▶ _Task to complete_
Transcribe the stretch of entries below from the line with "kernel::trap: pid 3" through the line with "Writable if set |", exactly and with both ends included; leave out all other lines.

= = = = =

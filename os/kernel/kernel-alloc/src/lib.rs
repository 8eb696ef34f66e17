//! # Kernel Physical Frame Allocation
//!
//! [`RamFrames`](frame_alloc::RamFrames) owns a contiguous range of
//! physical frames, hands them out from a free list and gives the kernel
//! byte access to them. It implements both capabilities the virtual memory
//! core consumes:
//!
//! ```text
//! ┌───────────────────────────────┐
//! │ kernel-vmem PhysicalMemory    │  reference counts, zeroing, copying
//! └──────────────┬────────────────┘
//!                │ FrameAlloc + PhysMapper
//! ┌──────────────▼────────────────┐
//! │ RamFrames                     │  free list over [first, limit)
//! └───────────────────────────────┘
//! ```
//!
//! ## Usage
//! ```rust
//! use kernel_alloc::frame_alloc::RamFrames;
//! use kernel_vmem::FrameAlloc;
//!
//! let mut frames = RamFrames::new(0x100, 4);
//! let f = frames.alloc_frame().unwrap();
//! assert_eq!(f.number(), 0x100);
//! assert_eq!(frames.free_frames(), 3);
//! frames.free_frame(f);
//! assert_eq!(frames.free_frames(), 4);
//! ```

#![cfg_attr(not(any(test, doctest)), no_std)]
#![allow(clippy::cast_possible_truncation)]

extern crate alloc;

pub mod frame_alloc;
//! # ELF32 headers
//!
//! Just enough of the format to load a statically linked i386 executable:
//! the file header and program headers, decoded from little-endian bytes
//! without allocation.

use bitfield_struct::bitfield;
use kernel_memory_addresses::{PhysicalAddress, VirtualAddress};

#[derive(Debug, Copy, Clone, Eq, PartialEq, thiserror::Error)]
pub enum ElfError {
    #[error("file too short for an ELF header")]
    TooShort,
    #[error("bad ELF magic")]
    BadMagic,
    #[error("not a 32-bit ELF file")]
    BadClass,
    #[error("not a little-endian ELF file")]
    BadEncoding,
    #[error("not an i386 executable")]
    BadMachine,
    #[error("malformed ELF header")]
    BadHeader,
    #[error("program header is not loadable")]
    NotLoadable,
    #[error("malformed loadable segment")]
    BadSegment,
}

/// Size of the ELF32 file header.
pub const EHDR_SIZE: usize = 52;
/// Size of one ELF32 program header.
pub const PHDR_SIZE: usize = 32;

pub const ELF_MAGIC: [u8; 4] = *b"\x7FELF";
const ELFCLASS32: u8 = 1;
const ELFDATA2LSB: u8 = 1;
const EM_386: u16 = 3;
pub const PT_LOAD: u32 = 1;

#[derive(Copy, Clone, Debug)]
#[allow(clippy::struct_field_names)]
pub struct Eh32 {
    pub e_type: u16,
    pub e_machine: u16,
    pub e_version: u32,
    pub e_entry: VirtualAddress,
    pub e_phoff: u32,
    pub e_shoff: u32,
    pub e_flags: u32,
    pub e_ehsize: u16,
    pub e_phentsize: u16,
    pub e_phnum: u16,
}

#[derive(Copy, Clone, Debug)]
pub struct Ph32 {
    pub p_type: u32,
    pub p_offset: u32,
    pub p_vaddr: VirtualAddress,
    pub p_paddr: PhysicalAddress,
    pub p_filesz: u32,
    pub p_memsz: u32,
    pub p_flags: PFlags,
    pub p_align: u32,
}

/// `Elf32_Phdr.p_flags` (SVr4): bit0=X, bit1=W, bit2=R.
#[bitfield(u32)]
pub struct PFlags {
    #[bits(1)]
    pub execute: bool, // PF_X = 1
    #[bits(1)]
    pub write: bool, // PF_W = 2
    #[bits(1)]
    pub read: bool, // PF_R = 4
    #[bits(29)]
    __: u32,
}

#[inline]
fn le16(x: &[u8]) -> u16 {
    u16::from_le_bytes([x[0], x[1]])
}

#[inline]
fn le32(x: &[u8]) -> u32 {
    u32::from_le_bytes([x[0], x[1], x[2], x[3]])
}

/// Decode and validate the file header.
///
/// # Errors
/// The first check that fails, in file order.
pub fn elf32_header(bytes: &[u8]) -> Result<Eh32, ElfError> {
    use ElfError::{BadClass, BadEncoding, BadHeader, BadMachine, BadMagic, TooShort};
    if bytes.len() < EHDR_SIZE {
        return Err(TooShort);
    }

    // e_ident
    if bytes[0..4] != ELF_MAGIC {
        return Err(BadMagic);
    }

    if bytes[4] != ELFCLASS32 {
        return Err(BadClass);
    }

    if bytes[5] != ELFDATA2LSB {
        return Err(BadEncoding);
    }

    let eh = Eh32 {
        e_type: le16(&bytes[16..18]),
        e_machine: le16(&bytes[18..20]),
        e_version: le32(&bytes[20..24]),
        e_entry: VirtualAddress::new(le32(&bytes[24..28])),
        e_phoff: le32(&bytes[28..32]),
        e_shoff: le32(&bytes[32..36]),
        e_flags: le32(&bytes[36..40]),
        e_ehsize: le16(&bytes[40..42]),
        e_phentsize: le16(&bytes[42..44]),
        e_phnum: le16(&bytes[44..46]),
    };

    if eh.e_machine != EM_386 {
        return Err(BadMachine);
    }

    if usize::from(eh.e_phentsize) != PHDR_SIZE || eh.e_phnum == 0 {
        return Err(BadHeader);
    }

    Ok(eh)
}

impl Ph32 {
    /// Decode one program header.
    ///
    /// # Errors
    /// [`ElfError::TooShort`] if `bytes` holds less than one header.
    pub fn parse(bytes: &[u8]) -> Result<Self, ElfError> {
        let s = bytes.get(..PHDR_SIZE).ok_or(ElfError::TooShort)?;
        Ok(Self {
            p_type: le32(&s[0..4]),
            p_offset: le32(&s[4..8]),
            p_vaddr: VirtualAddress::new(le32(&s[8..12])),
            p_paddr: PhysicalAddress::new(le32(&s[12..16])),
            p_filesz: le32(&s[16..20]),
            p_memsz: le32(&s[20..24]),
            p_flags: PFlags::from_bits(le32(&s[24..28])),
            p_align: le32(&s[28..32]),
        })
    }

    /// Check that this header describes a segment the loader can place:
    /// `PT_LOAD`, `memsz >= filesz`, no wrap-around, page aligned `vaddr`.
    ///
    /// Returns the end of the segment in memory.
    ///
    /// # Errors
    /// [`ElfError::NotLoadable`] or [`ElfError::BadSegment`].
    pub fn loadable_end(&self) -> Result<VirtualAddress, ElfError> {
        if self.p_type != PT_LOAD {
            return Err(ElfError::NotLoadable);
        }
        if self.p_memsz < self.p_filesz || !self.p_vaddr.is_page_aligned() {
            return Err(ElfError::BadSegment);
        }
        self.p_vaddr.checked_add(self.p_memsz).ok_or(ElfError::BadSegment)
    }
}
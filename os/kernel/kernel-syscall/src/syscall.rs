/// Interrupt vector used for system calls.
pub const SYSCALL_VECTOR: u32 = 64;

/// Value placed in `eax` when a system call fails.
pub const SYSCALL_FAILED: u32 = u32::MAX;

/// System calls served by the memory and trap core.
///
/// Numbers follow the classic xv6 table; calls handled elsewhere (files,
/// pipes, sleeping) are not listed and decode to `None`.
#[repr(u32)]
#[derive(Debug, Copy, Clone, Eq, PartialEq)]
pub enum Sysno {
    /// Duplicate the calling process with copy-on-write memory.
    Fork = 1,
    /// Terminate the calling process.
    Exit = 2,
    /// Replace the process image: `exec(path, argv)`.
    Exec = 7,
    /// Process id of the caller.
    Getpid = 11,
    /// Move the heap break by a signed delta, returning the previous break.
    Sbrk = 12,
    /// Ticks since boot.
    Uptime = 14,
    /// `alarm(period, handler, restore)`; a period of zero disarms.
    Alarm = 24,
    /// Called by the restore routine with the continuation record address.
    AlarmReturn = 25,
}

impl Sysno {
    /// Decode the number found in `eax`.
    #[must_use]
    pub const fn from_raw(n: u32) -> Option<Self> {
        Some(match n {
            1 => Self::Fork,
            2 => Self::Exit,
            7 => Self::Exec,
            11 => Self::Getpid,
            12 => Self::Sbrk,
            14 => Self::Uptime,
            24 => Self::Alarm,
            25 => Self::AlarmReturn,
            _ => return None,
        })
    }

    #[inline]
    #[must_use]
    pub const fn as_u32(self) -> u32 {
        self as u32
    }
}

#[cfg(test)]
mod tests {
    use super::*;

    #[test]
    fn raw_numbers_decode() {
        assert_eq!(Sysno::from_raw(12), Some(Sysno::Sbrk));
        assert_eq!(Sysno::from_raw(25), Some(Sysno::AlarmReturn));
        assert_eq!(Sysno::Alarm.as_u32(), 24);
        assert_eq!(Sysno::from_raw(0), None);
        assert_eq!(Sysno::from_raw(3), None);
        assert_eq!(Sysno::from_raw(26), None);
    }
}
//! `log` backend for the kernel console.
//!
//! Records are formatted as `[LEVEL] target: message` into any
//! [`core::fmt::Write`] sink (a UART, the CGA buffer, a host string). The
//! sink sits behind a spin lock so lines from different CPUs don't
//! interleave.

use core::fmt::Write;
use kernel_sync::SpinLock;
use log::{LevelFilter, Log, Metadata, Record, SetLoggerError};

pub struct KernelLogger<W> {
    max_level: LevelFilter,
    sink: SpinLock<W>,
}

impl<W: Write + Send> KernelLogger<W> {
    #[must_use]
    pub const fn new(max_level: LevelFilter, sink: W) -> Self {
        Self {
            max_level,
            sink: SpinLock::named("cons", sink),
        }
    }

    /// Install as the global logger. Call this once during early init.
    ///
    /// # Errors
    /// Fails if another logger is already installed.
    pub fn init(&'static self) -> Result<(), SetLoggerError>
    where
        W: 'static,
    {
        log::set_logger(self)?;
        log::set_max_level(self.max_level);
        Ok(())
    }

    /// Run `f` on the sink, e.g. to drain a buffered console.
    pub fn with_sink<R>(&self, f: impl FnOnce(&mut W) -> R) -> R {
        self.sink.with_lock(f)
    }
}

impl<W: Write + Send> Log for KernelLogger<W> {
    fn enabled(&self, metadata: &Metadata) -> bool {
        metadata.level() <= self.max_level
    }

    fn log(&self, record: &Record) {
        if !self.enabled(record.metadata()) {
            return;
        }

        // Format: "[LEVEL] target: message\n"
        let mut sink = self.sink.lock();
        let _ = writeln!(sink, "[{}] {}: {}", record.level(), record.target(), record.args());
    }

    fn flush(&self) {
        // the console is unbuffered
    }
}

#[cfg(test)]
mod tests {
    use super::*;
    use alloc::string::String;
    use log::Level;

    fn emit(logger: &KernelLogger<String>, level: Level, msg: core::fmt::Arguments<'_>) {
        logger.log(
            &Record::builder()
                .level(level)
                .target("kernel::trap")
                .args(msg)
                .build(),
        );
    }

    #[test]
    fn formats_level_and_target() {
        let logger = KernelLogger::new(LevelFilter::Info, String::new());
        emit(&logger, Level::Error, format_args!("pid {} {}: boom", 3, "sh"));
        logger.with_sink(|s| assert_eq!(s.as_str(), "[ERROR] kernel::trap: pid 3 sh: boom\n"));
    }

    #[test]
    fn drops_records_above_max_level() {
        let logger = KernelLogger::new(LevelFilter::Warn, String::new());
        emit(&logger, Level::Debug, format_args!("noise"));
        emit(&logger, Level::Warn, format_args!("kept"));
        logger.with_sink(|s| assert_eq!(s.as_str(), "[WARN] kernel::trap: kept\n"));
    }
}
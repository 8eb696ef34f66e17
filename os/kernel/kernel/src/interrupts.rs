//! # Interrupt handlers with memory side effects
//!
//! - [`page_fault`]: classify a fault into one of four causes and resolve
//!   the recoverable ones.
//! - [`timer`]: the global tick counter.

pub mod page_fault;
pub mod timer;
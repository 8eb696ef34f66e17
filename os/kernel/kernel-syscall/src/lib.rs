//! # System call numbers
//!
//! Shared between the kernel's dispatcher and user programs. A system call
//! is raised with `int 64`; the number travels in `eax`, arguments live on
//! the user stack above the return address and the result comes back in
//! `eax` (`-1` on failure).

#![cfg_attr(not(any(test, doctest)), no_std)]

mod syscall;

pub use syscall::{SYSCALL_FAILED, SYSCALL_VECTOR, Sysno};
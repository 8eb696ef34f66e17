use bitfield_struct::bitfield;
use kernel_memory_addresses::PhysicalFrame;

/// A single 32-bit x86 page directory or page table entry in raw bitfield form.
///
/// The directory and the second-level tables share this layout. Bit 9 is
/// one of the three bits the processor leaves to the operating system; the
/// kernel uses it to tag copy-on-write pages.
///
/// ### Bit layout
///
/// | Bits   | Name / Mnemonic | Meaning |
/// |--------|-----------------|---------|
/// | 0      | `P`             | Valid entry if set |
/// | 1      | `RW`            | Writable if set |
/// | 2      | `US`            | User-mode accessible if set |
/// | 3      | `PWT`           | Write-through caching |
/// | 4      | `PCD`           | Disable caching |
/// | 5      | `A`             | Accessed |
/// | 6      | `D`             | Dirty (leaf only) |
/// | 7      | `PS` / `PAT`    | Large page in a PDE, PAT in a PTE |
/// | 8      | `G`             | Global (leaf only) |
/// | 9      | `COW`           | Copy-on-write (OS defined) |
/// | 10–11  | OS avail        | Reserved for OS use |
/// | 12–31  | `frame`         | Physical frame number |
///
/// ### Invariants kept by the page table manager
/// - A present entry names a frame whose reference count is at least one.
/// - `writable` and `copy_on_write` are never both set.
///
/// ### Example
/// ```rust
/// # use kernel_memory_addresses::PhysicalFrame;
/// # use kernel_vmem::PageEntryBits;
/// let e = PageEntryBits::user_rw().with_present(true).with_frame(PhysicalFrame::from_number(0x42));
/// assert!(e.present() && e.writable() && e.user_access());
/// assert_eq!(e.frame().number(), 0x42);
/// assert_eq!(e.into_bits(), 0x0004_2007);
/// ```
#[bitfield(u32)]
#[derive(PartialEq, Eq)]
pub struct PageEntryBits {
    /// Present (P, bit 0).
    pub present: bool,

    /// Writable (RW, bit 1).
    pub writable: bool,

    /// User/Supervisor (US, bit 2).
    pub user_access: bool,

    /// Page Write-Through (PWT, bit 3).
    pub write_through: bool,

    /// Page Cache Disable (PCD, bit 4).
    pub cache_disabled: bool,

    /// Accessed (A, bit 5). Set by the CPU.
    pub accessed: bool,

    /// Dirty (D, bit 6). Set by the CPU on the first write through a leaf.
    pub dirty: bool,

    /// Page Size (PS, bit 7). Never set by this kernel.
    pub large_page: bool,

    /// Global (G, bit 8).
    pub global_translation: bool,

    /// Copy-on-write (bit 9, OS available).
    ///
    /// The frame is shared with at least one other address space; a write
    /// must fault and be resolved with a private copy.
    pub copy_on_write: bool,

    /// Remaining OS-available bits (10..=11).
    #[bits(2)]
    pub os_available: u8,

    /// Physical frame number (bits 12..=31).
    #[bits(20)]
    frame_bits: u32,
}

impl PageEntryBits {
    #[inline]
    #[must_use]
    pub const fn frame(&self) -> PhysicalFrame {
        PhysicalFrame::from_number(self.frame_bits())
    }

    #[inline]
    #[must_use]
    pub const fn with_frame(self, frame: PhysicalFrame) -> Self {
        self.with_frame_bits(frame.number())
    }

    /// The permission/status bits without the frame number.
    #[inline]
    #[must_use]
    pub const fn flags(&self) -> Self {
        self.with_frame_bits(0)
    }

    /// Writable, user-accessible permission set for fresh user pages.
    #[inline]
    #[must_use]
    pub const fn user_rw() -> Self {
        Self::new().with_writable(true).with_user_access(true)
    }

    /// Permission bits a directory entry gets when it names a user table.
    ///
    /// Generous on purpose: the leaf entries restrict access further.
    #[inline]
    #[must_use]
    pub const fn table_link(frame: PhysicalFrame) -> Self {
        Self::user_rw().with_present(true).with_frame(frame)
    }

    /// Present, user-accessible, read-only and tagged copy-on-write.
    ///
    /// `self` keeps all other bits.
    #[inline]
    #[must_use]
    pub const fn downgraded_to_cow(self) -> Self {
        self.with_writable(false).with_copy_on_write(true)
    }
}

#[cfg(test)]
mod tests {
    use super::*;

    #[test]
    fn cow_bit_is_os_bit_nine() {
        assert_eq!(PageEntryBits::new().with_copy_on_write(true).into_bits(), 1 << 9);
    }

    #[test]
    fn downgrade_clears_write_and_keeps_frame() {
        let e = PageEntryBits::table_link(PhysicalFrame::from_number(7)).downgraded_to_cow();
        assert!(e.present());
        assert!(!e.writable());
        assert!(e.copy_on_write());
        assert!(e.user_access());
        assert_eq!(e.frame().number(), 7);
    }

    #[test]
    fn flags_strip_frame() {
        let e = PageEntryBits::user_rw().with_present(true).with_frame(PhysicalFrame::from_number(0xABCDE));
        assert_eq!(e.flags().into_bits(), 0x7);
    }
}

= = = = =

▶ _Solution to the problem_
        logger.with_sink(|s| assert_eq!(s.as_str(), "[ERROR] kernel::trap: pid 3 sh: boom\n"));
    }

    #[test]
    fn drops_records_above_max_level() {
        let logger = KernelLogger::new(LevelFilter::Warn, String::new());
        emit(&logger, Level::Debug, format_args!("noise"));
        emit(&logger, Level::Warn, format_args!("kept"));
        logger.with_sink(|s| assert_eq!(s.as_str(), "[WARN] kernel::trap: kept\n"));
    }
}
repository 8eb696ef34f66e17
filename os/kernel/kernel/src/interrupts.rs
//! # Interrupt handlers with memory side effects
//!
//! - [`page_fault`]: classify a fault into one of four causes and resolve
//!   the recoverable ones.
//! - [`timer`]: the global tick counter.

pub mod page_fault;
pub mod timer;
repository 8eb696ef34f66e17
filename os/kernel/kernel-syscall/src/lib.rs
//! # System call numbers
//!
//! Shared between the kernel's dispatcher and user programs. A system call
//! is raised with `int 64`; the number travels in `eax`, arguments live on
//! the user stack above the return address and the result comes back in
//! `eax` (`-1` on failure).

#![cfg_attr(not(any(test, doctest)), no_std)]

mod syscall;

pub use syscall::{SYSCALL_FAILED, SYSCALL_VECTOR, Sysno};
repository 8eb696ef34f66e17
use bitfield_struct::bitfield;
use kernel_memory_addresses::PhysicalFrame;

/// A single 32-bit x86 page directory or page table entry in raw bitfield form.
///
/// The directory and the second-level tables share this layout. Bit 9 is
/// one of the three bits the processor leaves to the operating system; the
/// kernel uses it to tag copy-on-write pages.
///
/// ### Bit layout
///
/// | Bits   | Name / Mnemonic | Meaning |
/// |--------|-----------------|---------|
/// | 0      | `P`             | Valid entry if set |
/// | 1      | `RW`            | Writable if set |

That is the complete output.